Precious Payload's clients have sent their cargo on rockets including the SubOrbital Express, pictured here at a November 2022 launch at the Esrange Space Center in northern Sweden.

Filling a niche

There’s a gap in the market for this “middleman” service, says Wendy Whitman Cobb, a space policy expert and professor of strategy and security studies at the US Air Force School of Advanced Air and Space Studies.

Whitman Cobb, who is not familiar with Precious Payload, says she sees “a place for the service that they’re offering.” Across different space agencies, logistical and bureaucratic processes can vary drastically, and are often opaque and complex, she tells CNN.

Services like Precious Payload could help small businesses and researchers who are unfamiliar with space logistics, says Whitman Cobb. “We’re going to see more of a need for this in the coming years, as this technology becomes more accessible to people that could never afford to do that previously.”

The cost of sending cargo into space has decreased by more than 95% over the past four decades.

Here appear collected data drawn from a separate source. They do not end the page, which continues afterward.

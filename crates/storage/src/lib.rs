#![forbid(unsafe_code)]

mod store;

pub use store::{DB_FILE_NAME, SqliteStore, StoreError};
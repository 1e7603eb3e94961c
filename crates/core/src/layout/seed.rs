#![forbid(unsafe_code)]

use super::LayoutPositions;
use crate::model::Position;
use crate::tree::GoalForest;

const ROOT_SPACING: i64 = 400;
const ROOT_Y: i64 = 50;
const CHILD_SPACING: i64 = 200;
const CHILD_DROP: i64 = 200;

/// Grid placement for every node, ignoring persisted coordinates.
pub fn seed_positions(forest: &GoalForest) -> LayoutPositions {
    place(forest, false)
}

/// Persisted coordinates where a node has them, grid seeding elsewhere.
/// Children of a placed parent are seeded relative to that placement.
pub fn effective_positions(forest: &GoalForest) -> LayoutPositions {
    place(forest, true)
}

/// Slot `k` of `count` children centred under `origin`.
pub(crate) fn child_slot(origin: Position, k: usize, count: usize) -> Position {
    let k = k as i64;
    let count = count as i64;
    origin.offset(
        k * CHILD_SPACING - (count - 1) * (CHILD_SPACING / 2),
        CHILD_DROP,
    )
}

fn place(forest: &GoalForest, keep_persisted: bool) -> LayoutPositions {
    let mut slots = vec![Position::UNPLACED; forest.len()];
    for (i, root) in forest.roots().iter().enumerate() {
        slots[root.get()] = Position::new(i as i64 * ROOT_SPACING, ROOT_Y);
    }
    // Pre-order guarantees the parent's slot is final before its children are seeded.
    for (idx, node) in forest.iter() {
        let persisted = node.record.position();
        if keep_persisted && persisted.is_placed() {
            slots[idx.get()] = persisted;
        }
        let origin = slots[idx.get()];
        let count = node.children.len();
        for (k, child) in node.children.iter().enumerate() {
            slots[child.get()] = child_slot(origin, k, count);
        }
    }
    forest
        .iter()
        .map(|(idx, node)| (node.id(), slots[idx.get()]))
        .collect()
}
use super::*;
use crate::error::GoalError;
use crate::test_support::{id, open};
use crate::tree::GoalForest;

fn sample_forest() -> GoalForest {
    GoalForest::assemble(vec![
        open(1, None),
        open(2, Some(1)),
        open(3, Some(1)),
        open(4, Some(1)),
        open(5, Some(3)),
        open(6, Some(3)),
        open(7, None),
        open(8, Some(7)),
    ])
    .forest
}

fn full_input(forest: &GoalForest, spacing: &LayoutSpacing) -> LayoutInput {
    let visibility = VisibilitySet::compute(forest);
    let positions = effective_positions(forest);
    LayoutInput::visible(forest, &visibility, &positions, spacing)
}

fn overlaps(a: Position, b: Position, spacing: &LayoutSpacing) -> bool {
    let (w, h) = (spacing.node_width as i64, spacing.node_height as i64);
    a.x < b.x + w && b.x < a.x + w && a.y < b.y + h && b.y < a.y + h
}

#[test]
fn grid_seeding_follows_root_and_child_offsets() {
    let forest = sample_forest();
    let seeded = seed_positions(&forest);

    assert_eq!(seeded[&id(1)], Position::new(0, 50));
    assert_eq!(seeded[&id(7)], Position::new(400, 50));
    // three children: x offsets -200, 0, +200 around the parent
    assert_eq!(seeded[&id(2)], Position::new(-200, 250));
    assert_eq!(seeded[&id(3)], Position::new(0, 250));
    assert_eq!(seeded[&id(4)], Position::new(200, 250));
    // two children of 3: -100, +100
    assert_eq!(seeded[&id(5)], Position::new(-100, 450));
    assert_eq!(seeded[&id(6)], Position::new(100, 450));
    assert_eq!(seeded[&id(8)], Position::new(400, 250));
}

#[test]
fn persisted_positions_win_and_anchor_seeded_children() {
    let mut root = open(1, None);
    root.x = 1000;
    root.y = 300;
    let forest = GoalForest::assemble(vec![root, open(2, Some(1))]).forest;
    let positions = effective_positions(&forest);
    assert_eq!(positions[&id(1)], Position::new(1000, 300));
    assert_eq!(positions[&id(2)], Position::new(1000, 500));
}

#[test]
fn full_layout_ranks_by_depth_without_overlap() {
    let forest = sample_forest();
    let spacing = LayoutSpacing::default();
    let input = full_input(&forest, &spacing);
    let positions =
        compute_layout(&input, LayoutDirection::TopBottom, None, &spacing).expect("layout");

    assert_eq!(positions.len(), forest.len());
    let y = |v: i64| positions[&id(v)].y;
    assert_eq!(y(1), y(7));
    assert_eq!(y(2), y(3));
    assert_eq!(y(3), y(8));
    assert!(y(2) > y(1));
    assert!(y(5) > y(2));
    assert_eq!(y(1), spacing.margin as i64);

    let all: Vec<_> = positions.iter().collect();
    for (i, (a_id, a)) in all.iter().enumerate() {
        for (b_id, b) in &all[i + 1..] {
            assert!(!overlaps(**a, **b, &spacing), "{a_id} overlaps {b_id}");
        }
    }

    // siblings keep creation order left to right; parent sits over its children
    let x = |v: i64| positions[&id(v)].x;
    assert!(x(2) < x(3) && x(3) < x(4));
    assert!(x(4) < x(8));
    assert_eq!(x(3), (x(5) + x(6)) / 2);
}

#[test]
fn full_layout_is_idempotent() {
    let forest = sample_forest();
    let spacing = LayoutSpacing::default();
    let input = full_input(&forest, &spacing);
    let first = compute_layout(&input, LayoutDirection::TopBottom, None, &spacing).unwrap();

    let mut relaid = input.clone();
    for node in relaid.nodes.iter_mut() {
        node.position = first[&node.id];
    }
    let second = compute_layout(&relaid, LayoutDirection::TopBottom, None, &spacing).unwrap();
    assert_eq!(first, second);
}

#[test]
fn left_right_layout_swaps_axes() {
    let forest = sample_forest();
    let spacing = LayoutSpacing::default();
    let input = full_input(&forest, &spacing);
    let positions = compute_layout(&input, LayoutDirection::LeftRight, None, &spacing).unwrap();
    assert_eq!(positions[&id(1)].x, positions[&id(7)].x);
    assert!(positions[&id(2)].x > positions[&id(1)].x);

    let reversed = compute_layout(&input, LayoutDirection::RightLeft, None, &spacing).unwrap();
    assert!(reversed[&id(2)].x < reversed[&id(1)].x);
    assert!(reversed[&id(5)].x < reversed[&id(2)].x);
}

#[test]
fn scoped_layout_only_returns_the_subtree_and_keeps_its_anchor() {
    let forest = sample_forest();
    let spacing = LayoutSpacing::default();
    let mut input = full_input(&forest, &spacing);
    for node in input.nodes.iter_mut() {
        if node.id == id(3) {
            node.position = Position::new(900, 700);
        }
    }

    let positions =
        compute_layout(&input, LayoutDirection::TopBottom, Some(id(3)), &spacing).unwrap();
    let keys: Vec<GoalId> = positions.keys().copied().collect();
    assert_eq!(keys, vec![id(3), id(5), id(6)]);
    assert_eq!(positions[&id(3)], Position::new(900, 700));
    assert!(positions[&id(5)].y > 700);
    assert!(positions[&id(5)].x < positions[&id(6)].x);
}

#[test]
fn scoped_layout_rejects_unknown_scope() {
    let forest = sample_forest();
    let spacing = LayoutSpacing::default();
    let input = full_input(&forest, &spacing);
    let err = compute_layout(&input, LayoutDirection::TopBottom, Some(id(99)), &spacing)
        .unwrap_err();
    assert!(matches!(err, GoalError::NotFound { id: missing } if missing == id(99)));
}

#[test]
fn hidden_nodes_are_left_out_of_layout_input() {
    let mut records = vec![open(1, None), open(2, Some(1)), open(3, Some(2))];
    records[1].collapsed = true;
    let forest = GoalForest::assemble(records).forest;
    let spacing = LayoutSpacing::default();
    let input = full_input(&forest, &spacing);
    let ids: Vec<GoalId> = input.nodes.iter().map(|n| n.id).collect();
    assert_eq!(ids, vec![id(1), id(2)]);
    assert_eq!(input.edges.len(), 1);
}

#[test]
fn direction_parsing() {
    assert_eq!(LayoutDirection::from_str("tb"), Some(LayoutDirection::TopBottom));
    assert_eq!(LayoutDirection::from_str("TD"), Some(LayoutDirection::TopBottom));
    assert_eq!(LayoutDirection::from_str("rl"), Some(LayoutDirection::RightLeft));
    assert_eq!(LayoutDirection::from_str("diagonal"), None);
}
#![forbid(unsafe_code)]

//! Structural edits that have to treat a whole subtree as one unit.
//!
//! Nothing here touches the record store. Each function reads an assembled
//! forest and returns the patches or position batches a caller should write;
//! the caller then re-assembles from the store.

use crate::error::GoalError;
use crate::ids::GoalId;
use crate::layout::{LayoutPositions, child_slot};
use crate::model::{GoalPatch, Position, PositionUpdate};
use crate::tree::GoalForest;

/// Every transitive descendant of `root`, parents before children.
/// Empty when `root` is unknown.
pub fn descendants(forest: &GoalForest, root: GoalId) -> Vec<GoalId> {
    let Some(start) = forest.index_of(root) else {
        return Vec::new();
    };
    let mut out = Vec::new();
    let mut stack: Vec<_> = forest.node(start).children.iter().rev().copied().collect();
    while let Some(idx) = stack.pop() {
        let node = forest.node(idx);
        out.push(node.id());
        stack.extend(node.children.iter().rev().copied());
    }
    out
}

/// `root` followed by all of its descendants.
pub fn subtree_ids(forest: &GoalForest, root: GoalId) -> Result<Vec<GoalId>, GoalError> {
    if !forest.contains(root) {
        return Err(GoalError::NotFound { id: root });
    }
    let mut out = vec![root];
    out.extend(descendants(forest, root));
    Ok(out)
}

/// The root of the tree that contains `id`.
pub fn forest_root(forest: &GoalForest, id: GoalId) -> Option<GoalId> {
    let mut idx = forest.index_of(id)?;
    while let Some(parent) = forest.node(idx).parent {
        idx = parent;
    }
    Some(forest.node(idx).id())
}

/// Shifts every listed position by the same delta. Ids without a position are skipped.
pub fn translate_subtree(positions: &mut LayoutPositions, ids: &[GoalId], dx: i64, dy: i64) {
    for id in ids {
        if let Some(position) = positions.get_mut(id) {
            *position = position.offset(dx, dy);
        }
    }
}

/// One drag gesture on a goal. The whole subtree follows the dragged node.
///
/// `step` takes the movement since the previous step, never since the drag
/// started, so replaying a step sequence lands on the same positions.
#[derive(Clone, Debug)]
pub struct DragSession {
    root: GoalId,
    members: Vec<GoalId>,
    positions: LayoutPositions,
    moved: (i64, i64),
}

impl DragSession {
    /// Captures the subtree under `root` and the current positions of its members.
    pub fn begin(
        forest: &GoalForest,
        positions: &LayoutPositions,
        root: GoalId,
    ) -> Result<Self, GoalError> {
        let members = subtree_ids(forest, root)?;
        let positions = members
            .iter()
            .map(|id| (*id, positions.get(id).copied().unwrap_or_default()))
            .collect();
        Ok(Self {
            root,
            members,
            positions,
            moved: (0, 0),
        })
    }

    pub fn root(&self) -> GoalId {
        self.root
    }

    pub fn members(&self) -> &[GoalId] {
        &self.members
    }

    pub fn positions(&self) -> &LayoutPositions {
        &self.positions
    }

    pub fn total_delta(&self) -> (i64, i64) {
        self.moved
    }

    pub fn step(&mut self, dx: i64, dy: i64) {
        translate_subtree(&mut self.positions, &self.members, dx, dy);
        self.moved = (self.moved.0.saturating_add(dx), self.moved.1.saturating_add(dy));
    }

    /// Step expressed as the dragged node's new absolute position, which is
    /// what canvases usually report.
    pub fn step_to(&mut self, target: Position) {
        let current = self.positions.get(&self.root).copied().unwrap_or_default();
        self.step(
            target.x.saturating_sub(current.x),
            target.y.saturating_sub(current.y),
        );
    }

    /// Final positions of the root and every moved descendant as one batch.
    /// Empty when the drag ended where it started.
    pub fn finish(self) -> Vec<PositionUpdate> {
        if self.moved == (0, 0) {
            return Vec::new();
        }
        self.members
            .iter()
            .filter_map(|id| self.positions.get(id).map(|p| PositionUpdate::new(*id, *p)))
            .collect()
    }
}

/// Patch flipping the collapsed flag of `id` and nothing else.
pub fn toggle_collapsed(forest: &GoalForest, id: GoalId) -> Result<GoalPatch, GoalError> {
    let node = forest.get(id).ok_or(GoalError::NotFound { id })?;
    Ok(GoalPatch::collapsed(!node.record.collapsed))
}

/// What a cascade delete of `root` removes, root first.
#[derive(Clone, Debug, PartialEq, Eq)]
pub struct DeletePlan {
    pub root: GoalId,
    pub removed: Vec<GoalId>,
}

pub fn plan_delete(forest: &GoalForest, root: GoalId) -> Result<DeletePlan, GoalError> {
    Ok(DeletePlan {
        root,
        removed: subtree_ids(forest, root)?,
    })
}

/// Grid slot for a new child appended under `parent`, matching the seeding
/// rule with the parent's child count raised by one.
pub fn next_child_position(
    forest: &GoalForest,
    positions: &LayoutPositions,
    parent: GoalId,
) -> Result<Position, GoalError> {
    let node = forest.get(parent).ok_or(GoalError::NotFound { id: parent })?;
    let origin = positions.get(&parent).copied().unwrap_or_default();
    let k = node.children.len();
    let slot = child_slot(origin, k, k + 1);
    // New goals must not start at negative coordinates.
    Ok(Position::new(slot.x.max(0), slot.y.max(0)))
}
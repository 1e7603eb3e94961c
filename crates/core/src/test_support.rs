#![forbid(unsafe_code)]

use crate::ids::GoalId;
use crate::model::{GoalPriority, GoalRecord, GoalStatus};

pub(crate) fn id(value: i64) -> GoalId {
    GoalId::try_new(value).expect("test ids are positive")
}

/// Record created at `id * 10` ms so creation order follows id order.
pub(crate) fn record(value: i64, parent: Option<i64>, status: GoalStatus) -> GoalRecord {
    GoalRecord {
        id: id(value),
        parent_id: parent.map(id),
        title: format!("Goal {value}"),
        description: None,
        status,
        color: None,
        priority: GoalPriority::None,
        x: 0,
        y: 0,
        collapsed: false,
        created_at_ms: value * 10,
        updated_at_ms: value * 10,
    }
}

pub(crate) fn open(value: i64, parent: Option<i64>) -> GoalRecord {
    record(value, parent, GoalStatus::NotStarted)
}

While companies like Elon Musk’s SpaceX spread the cost of sending a payload into space via its “rideshare” platform, Whitman Cobb says that Precious Payload’s model, which combines all the elements of a space mission, including insurance and regulatory approval, is “a really unique thing that I haven’t seen before.”

Andrey Maksimov hopes Precious Payload will help more researchers and entrepreneurs access space.

A one-stop-shop

Maksimov established Precious Payload in the United States in 2017, raising funds from Silicon Valley investors. However, in 2020 he decided to headquarter the company in Abu Dhabi in the United Arab Emirates (UAE).

“There was a choice: to be the small fish in a very big pond (in the US); or come back to the Middle East … and be one of the only fish in the pond,” says Maksimov.

The UAE is a relative newcomer to the space industry, establishing its government agency in 2014. However, it has already seen success in its ambitious Mars program, becoming the fifth country to reach the red planet with its 2021 probe. Last year it announced an AED 3 billion ($820 million) fund to support “ground breaking” Emirati and international companies working in the space sector, as part of its efforts to diversify its economy.

As an early mover, Maksimov says he hopes to take advantage of this appetite for expansion, adding that Abu Dhabi’s location has given his business access to multiple markets, allowing him to raise $2.1 million in funding from investors in the US, Middle East, and Europe.

The booking platform is just the first step for Maksimov. He plans to make the company a one-stop-shop for space missions by expanding to include ground services and even satellite development.

“There’s an inevitable future where millions of people work and live in space,” says Maksimov, adding: “I want to build the toolset that will enable future entrepreneurs to estimate what it will take to launch (their payload) and solve their problem right there in the board room.”